Op sociaal vlak leren we mensen omgaan met computers en geven we hen toegang tot bibliotheken, we leren hen musiceren, dansen of bloemenstukken maken...

Een nieuwe strijd

Nu de naweeën van de burgeroorlog min of meer onder controle zijn is er een nieuwe strijd, namelijk die tegen COVID-19. Waar Roger woont zijn de gevolgen van het virus nog miniem, maar op andere plaatsen en vooral in de hoofdstad neemt het aantal besmettingen en doden toe.

R. Ponseele: De jonge president, Bukele, heeft autoritaire trekken en legt strenge maatregelen op die zowel de economie als de mensenrechten in gevaar brengen.

Ook in Morazán - waar op dit ogenblik weinig risico is - zitten we al twee maanden in quarantaine. Enkel met de juiste documenten en voor hoogstnoodzakelijke redenen mogen we op straat komen.

Pastorale begeleiding is in deze omstandigheden uiterst moeilijk. Toch worden heel wat impulsen gegeven. Zo is er een verzamelmap over het coronavirus, met vragen en suggesties die families onderling kunnen bespreken. Het gaat er dan bijvoorbeeld over dat iedereen slachtoffer kan worden van het virus, ongeacht leeftijd, nationaliteit, ras en sociale positie. We moeten er samen door. Toont het coronavirus aan dat we te weinig aandacht besteden aan spiritualiteit of aan de natuur? Elke week krijgen de gelovigen de geschreven zondagshomilie. Tijdens de Goede Week keken gelovigen naar de diensten op televisie en kregen ze een gebed om persoonlijk te bidden.

Tal van initiatieven

R. Ponseele: Er worden ook tal van mooie initiatieven georganiseerd. Zo kweken inwoners van de wijk, waar Carmen Elena woont - een lid van ons pastoraal team, sinds kort samen groenten.

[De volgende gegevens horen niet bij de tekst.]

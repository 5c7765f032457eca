//! One connection's complete inbound pipeline: bytes → frames → packets →
//! handler calls.

use thiserror::Error;
use tracing::debug;

use crate::dispatch::dispatcher::{DispatchError, EventDispatcher};
use crate::dispatch::handler::{ConnectionInfo, EventHandler};
use crate::protocol::codec::decode_inbound;
use crate::protocol::encoder::PacketEncoder;
use crate::protocol::framing::{FramingError, StreamParser};

/// Errors returned by [`Session::receive`].
#[derive(Debug, Clone, Error, PartialEq, Eq)]
pub enum SessionError {
    /// The byte stream is corrupt; the connection must be closed.
    #[error(transparent)]
    Framing(#[from] FramingError),

    /// Bytes were fed to a session that is not open.
    #[error(transparent)]
    Dispatch(#[from] DispatchError),
}

/// Owns the [`StreamParser`] and [`EventDispatcher`] of one connection.
///
/// The transport pushes raw chunks into [`Session::receive`] in arrival order
/// and calls [`Session::close`] once the peer is gone.  The session performs
/// no I/O of its own; replies leave through the encoder's sink.
#[derive(Debug)]
pub struct Session<H> {
    parser: StreamParser,
    dispatcher: EventDispatcher<H>,
    framing_failed: bool,
}

impl<H: EventHandler> Session<H> {
    /// Creates a session whose inbound frame limit matches the encoder's
    /// outbound limit.
    pub fn new(handler: H, encoder: PacketEncoder) -> Self {
        let parser = StreamParser::new(encoder.max_frame_size());
        Self::with_parser(handler, encoder, parser)
    }

    pub fn with_parser(handler: H, encoder: PacketEncoder, parser: StreamParser) -> Self {
        Self {
            parser,
            dispatcher: EventDispatcher::new(handler, encoder),
            framing_failed: false,
        }
    }

    /// Starts the session and calls [`EventHandler::on_connected`].
    pub fn open(&mut self, info: ConnectionInfo) -> Result<(), DispatchError> {
        self.dispatcher.connected(info)
    }

    /// Feeds one received chunk and dispatches every packet it completes.
    ///
    /// Frames that fail to decode are reported through
    /// [`EventHandler::on_decode_error`] and skipped.
    ///
    /// Returns the number of packets dispatched.
    ///
    /// # Errors
    ///
    /// [`SessionError::Framing`] when the stream is corrupt (the handler has
    /// already seen it via [`EventHandler::on_framing_error`]), or
    /// [`SessionError::Dispatch`] when the session is not open.
    pub fn receive(&mut self, chunk: &[u8]) -> Result<usize, SessionError> {
        self.dispatcher.ensure_open()?;

        self.parser.push(chunk);
        let mut dispatched = 0;
        loop {
            let frame = match self.parser.next_frame() {
                Ok(Some(frame)) => frame,
                Ok(None) => break,
                Err(e) => {
                    self.report_framing(&e);
                    return Err(e.into());
                }
            };
            debug!(bytes = frame.len(), "received frame");
            match decode_inbound(frame.payload()) {
                Ok(packet) => {
                    self.dispatcher.dispatch(packet)?;
                    dispatched += 1;
                }
                Err(e) => self.dispatcher.decode_failed(&e)?,
            }
        }
        Ok(dispatched)
    }

    /// Ends the session: checks for a truncated trailing frame, then calls
    /// [`EventHandler::on_disconnected`].
    ///
    /// # Errors
    ///
    /// Returns [`FramingError::Truncated`] when the peer stopped mid-frame, or
    /// the earlier fatal error if the stream had already failed.  The handler
    /// is disconnected either way.
    pub fn close(&mut self) -> Result<(), FramingError> {
        let result = self.parser.finish();
        if let Err(e) = &result {
            if self.dispatcher.is_connected() {
                self.report_framing(e);
            }
        }
        self.dispatcher.disconnected();
        result
    }

    pub fn is_open(&self) -> bool {
        self.dispatcher.is_connected()
    }

    pub fn connection_info(&self) -> Option<&ConnectionInfo> {
        self.dispatcher.connection_info()
    }

    pub fn handler(&self) -> &H {
        self.dispatcher.handler()
    }

    pub fn handler_mut(&mut self) -> &mut H {
        self.dispatcher.handler_mut()
    }

    pub fn encoder_mut(&mut self) -> &mut PacketEncoder {
        self.dispatcher.encoder_mut()
    }

    pub fn into_handler(self) -> H {
        self.dispatcher.into_handler()
    }

    fn report_framing(&mut self, error: &FramingError) {
        if !self.framing_failed {
            self.framing_failed = true;
            self.dispatcher.framing_failed(error);
        }
    }
}

// ── Tests ─────────────────────────────────────────────────────────────────────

Het helpt om therapeutisch bezig te zijn en garandeert een deel van het voedsel. Ook doet één persoon in naam van iedereen de aankopen.

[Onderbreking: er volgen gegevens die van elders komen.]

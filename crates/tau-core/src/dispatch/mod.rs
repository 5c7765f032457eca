//! Event dispatch: the application's [`EventHandler`] and the per-connection
//! plumbing that feeds it.
//!
//! # How a packet reaches the application (for beginners)
//!
//! ```text
//! socket bytes ──▶ Session::receive ──▶ StreamParser ──▶ decode_inbound
//!                                                            │
//!                         EventHandler::on_* ◀── EventDispatcher::dispatch
//! ```
//!
//! Everything here is synchronous and owned by exactly one connection, so
//! no locking is involved.

pub mod dispatcher;
pub mod handler;
pub mod session;

pub use dispatcher::{DispatchError, EventDispatcher};
pub use handler::{ConnectionInfo, EventHandler};
pub use session::{Session, SessionError};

R. Ponseele: Op die manier zijn er minder mensen op straat en als het over een mooie hoeveelheid gaat is de prijs lager. Het zijn initiatieven die we ook in de andere gemeenschappen aanbevelen. Eind mei begint de zaaitijd van maïs en bruine bonen, het basisvoedsel hier. We zullen ervoor zorgen dat iedereen voldoende zaden heeft.

De communicatie gebeurt digitaal, maar niet iedereen beschikt over internet. Zelf is Roger intussen 81 jaar, pastoraal werk via de nieuwe media en zonder persoonlijk contact vindt hij heel moeilijk. De missionarissen en pastorale werkers kunnen gelukkig beroep doen op een Ier die gespecialiseerd is in digitale communicatie.